|NDT.net - October 2002, Vol. 7 No.10|
Conventional hardness testers, like Rockwell, Brinell or Vickers machines, require the test piece be brought to the testing device; but this is not always possible. Portable testing devices have been developed that permit in-situ hardness measurements thus offering quick and economical supplements to conventional, stationary testing machines. There are two different physical methods particularly recognized in the practical field and which are accepted tools for many applications.
This paper explains the basic principles of both test methods and compares, using examples from the practical field, the application possibilities of both methods. The subjects critically discussed are the factors of influence on hardness testing, such as surface preparation or the wall thickness of parts to be tested, e.g. pipelines.

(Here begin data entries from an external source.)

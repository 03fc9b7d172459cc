//! Effect Implementation
//!
//! An Effect is a side-effecting computation that runs whenever its
//! dependencies change.
//!
//! # How Effects Work
//!
//! 1. When created, the effect runs its body immediately, as the active
//!    observer, to establish its initial dependencies.
//!
//! 2. When any dependency changes, the effect is batched and re-run at the
//!    next flush.
//!
//! 3. Before re-running, the effect clears its old dependencies and tracks
//!    new ones during execution, so a branch it stopped taking no longer
//!    notifies it.
//!
//! # Lifecycle
//!
//! inactive -> active on creation, active -> disposed on [`Effect::dispose`]
//! or when the last [`Effect`] handle is dropped. The runtime only keeps a
//! weak reference, so an effect nobody holds is released along with the
//! targets its body captured.

use std::cell::{Cell, RefCell};
use std::fmt;
use std::rc::{Rc, Weak};

use tracing::debug;

use crate::error::{Error, Result};

use super::context::Observer;
use super::runtime::{Runtime, RuntimeInner};
use super::subscriber::{Subscriber, SubscriberId};

pub(crate) type EffectFn = Box<dyn FnMut() -> Result<()>>;

pub(crate) struct EffectInner {
    id: SubscriberId,
    body: RefCell<EffectFn>,
    disposed: Cell<bool>,
    run_count: Cell<usize>,
    runtime: Weak<RuntimeInner>,
}

impl EffectInner {
    pub(crate) fn new(body: EffectFn, runtime: Weak<RuntimeInner>) -> Self {
        Self {
            id: SubscriberId::new(),
            body: RefCell::new(body),
            disposed: Cell::new(false),
            run_count: Cell::new(0),
            runtime,
        }
    }

    /// Run the body with this effect as the observer.
    pub(crate) fn evaluate(&self, runtime: &Runtime) -> Result<()> {
        let mut body = self
            .body
            .try_borrow_mut()
            .map_err(|_| Error::ReentrantEvaluation(self.id))?;
        let _observing = runtime.observe(Observer::Subscriber(self.id));
        self.run_count.set(self.run_count.get() + 1);
        (body)()
    }

    pub(crate) fn mark_disposed(&self) {
        self.disposed.set(true);
    }
}

impl Drop for EffectInner {
    fn drop(&mut self) {
        if self.disposed.get() {
            return;
        }
        if let Some(runtime) = self.runtime.upgrade().map(Runtime::from_inner) {
            runtime.release_subscriber(self.id);
        }
    }
}

impl Subscriber for EffectInner {
    fn id(&self) -> SubscriberId {
        self.id
    }

    fn run(&self, runtime: &Runtime) -> Result<()> {
        if self.disposed.get() {
            return Ok(());
        }
        runtime.clear_edges(self.id);
        self.evaluate(runtime)
    }
}

/// Handle to a free-standing effect. Also serves as its disposer.
///
/// Clones share the effect. Dropping the last one disposes it.
///
/// # Example
///
/// ```rust
/// use trellis_core::{Runtime, Target, Value};
///
/// let runtime = Runtime::new();
/// let state = runtime.wrap(&Target::record([("count", Value::from(0))]));
///
/// let s = state.clone();
/// let effect = runtime.effect(move || {
///     println!("count is {:?}", s.get("count")?.as_i64());
///     Ok(())
/// })?;
///
/// state.set("count", 5)?;
/// runtime.run_until_idle()?; // prints "count is Some(5)"
/// assert_eq!(effect.run_count(), 2);
///
/// effect.dispose();
/// # Ok::<(), trellis_core::Error>(())
/// ```
#[derive(Clone)]
pub struct Effect {
    inner: Rc<EffectInner>,
}

impl Effect {
    pub(crate) fn from_inner(inner: Rc<EffectInner>) -> Self {
        Self { inner }
    }

    /// Get the subscriber ID for this effect.
    pub fn id(&self) -> SubscriberId {
        self.inner.id
    }

    /// Stop the effect for good.
    ///
    /// Its edges are removed right away and it leaves any pending batch.
    /// Disposing twice is a no-op.
    pub fn dispose(&self) {
        if self.inner.disposed.replace(true) {
            return;
        }
        if let Some(runtime) = self.inner.runtime.upgrade().map(Runtime::from_inner) {
            runtime.release_subscriber(self.inner.id);
        }
        debug!(effect = %self.inner.id, "disposed effect");
    }

    /// Check if the effect has been disposed.
    pub fn is_disposed(&self) -> bool {
        self.inner.disposed.get()
    }

    /// Get the number of times the body has run.
    pub fn run_count(&self) -> usize {
        self.inner.run_count.get()
    }

    /// Get the number of properties the effect currently depends on.
    pub fn dependency_count(&self) -> usize {
        self.inner
            .runtime
            .upgrade()
            .map(Runtime::from_inner)
            .map_or(0, |runtime| runtime.dependency_count(self.inner.id))
    }
}

impl fmt::Debug for Effect {
    fn fmt(&self, f: &mut fmt::Formatter<'_>) -> fmt::Result {
        f.debug_struct("Effect")
            .field("id", &self.id())
            .field("run_count", &self.run_count())
            .field("dependency_count", &self.dependency_count())
            .field("disposed", &self.is_disposed())
            .finish()
    }
}

// ----------------------------------------------------------------------------
// Tests
// ----------------------------------------------------------------------------

#[cfg(test)]
mod tests {
    use super::*;
    use crate::state::{Target, Value};

    fn record(runtime: &Runtime, fields: &[(&str, i64)]) -> crate::state::Wrapper {
        runtime.wrap(&Target::record(
            fields.iter().map(|(k, v)| (*k, Value::from(*v))),
        ))
    }

    #[test]
    fn effect_runs_on_creation() {
        let runtime = Runtime::new();
        let run_count = Rc::new(Cell::new(0));
        let run_count_clone = run_count.clone();

        let _effect = runtime
            .effect(move || {
                run_count_clone.set(run_count_clone.get() + 1);
                Ok(())
            })
            .unwrap();

        // Effect should have run once on creation
        assert_eq!(run_count.get(), 1);
    }

    #[test]
    fn effect_tracks_run_count() {
        let runtime = Runtime::new();
        let state = record(&runtime, &[("a", 0)]);

        let s = state.clone();
        let effect = runtime
            .effect(move || {
                s.get("a")?;
                Ok(())
            })
            .unwrap();
        assert_eq!(effect.run_count(), 1);

        state.set("a", 1).unwrap();
        runtime.run_until_idle().unwrap();
        assert_eq!(effect.run_count(), 2);

        state.set("a", 2).unwrap();
        runtime.run_until_idle().unwrap();
        assert_eq!(effect.run_count(), 3);
    }

    #[test]
    fn effect_does_not_run_after_disposal() {
        let runtime = Runtime::new();
        let state = record(&runtime, &[("a", 0)]);

        let s = state.clone();
        let effect = runtime
            .effect(move || {
                s.get("a")?;
                Ok(())
            })
            .unwrap();

        effect.dispose();
        assert!(effect.is_disposed());
        assert_eq!(effect.dependency_count(), 0);

        state.set("a", 1).unwrap();
        runtime.run_until_idle().unwrap();
        assert_eq!(effect.run_count(), 1);
    }

    #[test]
    fn disposal_while_pending_skips_the_run() {
        let runtime = Runtime::new();
        let state = record(&runtime, &[("a", 0)]);

        let s = state.clone();
        let effect = runtime
            .effect(move || {
                s.get("a")?;
                Ok(())
            })
            .unwrap();

        state.set("a", 1).unwrap();
        assert_eq!(runtime.pending(), 1);
        effect.dispose();
        assert_eq!(runtime.pending(), 0);

        let settled = runtime.run_until_idle().unwrap();
        assert_eq!(settled.runs, 0);
        assert_eq!(effect.run_count(), 1);
    }

    #[test]
    fn effect_disposed_by_earlier_subscriber_in_same_flush_is_skipped() {
        let runtime = Runtime::new();
        let state = record(&runtime, &[("a", 0)]);
        let victim: Rc<RefCell<Option<Effect>>> = Rc::new(RefCell::new(None));

        let (s, v) = (state.clone(), victim.clone());
        let _killer = runtime
            .effect(move || {
                if s.get("a")?.as_i64() == Some(1) {
                    if let Some(effect) = v.borrow().as_ref() {
                        effect.dispose();
                    }
                }
                Ok(())
            })
            .unwrap();

        let s = state.clone();
        let target = runtime
            .effect(move || {
                s.get("a")?;
                Ok(())
            })
            .unwrap();
        *victim.borrow_mut() = Some(target.clone());

        state.set("a", 1).unwrap();
        let settled = runtime.run_until_idle().unwrap();

        assert_eq!(settled.runs, 1);
        assert!(target.is_disposed());
        assert_eq!(target.run_count(), 1);
    }

    #[test]
    fn effect_clone_shares_state() {
        let runtime = Runtime::new();
        let effect1 = runtime.effect(|| Ok(())).unwrap();
        let effect2 = effect1.clone();

        // Same ID
        assert_eq!(effect1.id(), effect2.id());
        assert_eq!(effect2.run_count(), 1);

        // Shared disposal state
        effect1.dispose();
        assert!(effect2.is_disposed());
    }

    #[test]
    fn nested_effect_restores_outer_observer() {
        let runtime = Runtime::new();
        let state = record(&runtime, &[("outer", 0), ("inner", 0)]);
        let inner_effect: Rc<RefCell<Option<Effect>>> = Rc::new(RefCell::new(None));

        let (s, rt, slot) = (state.clone(), runtime.clone(), inner_effect.clone());
        let outer = runtime
            .effect(move || {
                if slot.borrow().is_none() {
                    let s2 = s.clone();
                    let created = rt.effect(move || {
                        s2.get("inner")?;
                        Ok(())
                    })?;
                    *slot.borrow_mut() = Some(created);
                }
                // read after the nested effect finished
                s.get("outer")?;
                Ok(())
            })
            .unwrap();

        assert_eq!(outer.dependency_count(), 1);
        assert_eq!(runtime.subscriber_count(&state, "outer"), 1);
        assert_eq!(runtime.subscriber_count(&state, "inner"), 1);

        let inner = inner_effect.borrow().clone().unwrap();
        assert_eq!(inner.dependency_count(), 1);
        assert!(!runtime.is_tracking());
    }

    #[test]
    fn self_forced_run_is_reentrant_error() {
        let runtime = Runtime::new();
        let state = record(&runtime, &[("a", 0)]);

        let (s, rt) = (state.clone(), runtime.clone());
        let _effect = runtime
            .effect(move || {
                let a = s.get("a")?.as_i64().unwrap_or_default();
                if a == 1 {
                    // Bump and flush from inside our own run
                    s.set("a", 2)?;
                    let settled = rt.run_until_idle()?;
                    if let Some(failure) = settled.failures.into_iter().next() {
                        return Err(failure.error);
                    }
                }
                Ok(())
            })
            .unwrap();

        state.set("a", 1).unwrap();
        let settled = runtime.run_until_idle().unwrap();
        assert_eq!(settled.failures.len(), 1);
        assert!(matches!(
            settled.failures[0].error,
            Error::ReentrantEvaluation(_)
        ));
    }
}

In addition to these successfully applied methods, Krautkramer now introduces a completely new technique: The Through Diamond Technique. This optical mobile hardness tester measures, for the first time, real Vickers hardness under load.
What is “hardness”?
With regard to metals, hardness has always been a subject of much discussion among technical people, resulting in a wide range of definitions. Hardness properties include such varied attributes as resistance to abrasives, resistance to plastic deformation, high modulus of elasticity, high yield point, high strength, absence of elastic damping, brittleness or lack of ductility.
To a metallurgist, hardness is a material’s resistance to penetration. In general, an indenter is pressed into the surface of the material to be tested under a specific load for a definite time interval, and a measurement is made of the size or depth of the indentation.
Hardness is not a fundamental property of a material, but a response to a particular test method. Basically hardness values are arbitrary, and there are no absolute standards for hardness. Hardness has no quantitative value, except in terms of a given load applied in a specific, reproducible manner and with a specified indenter shape.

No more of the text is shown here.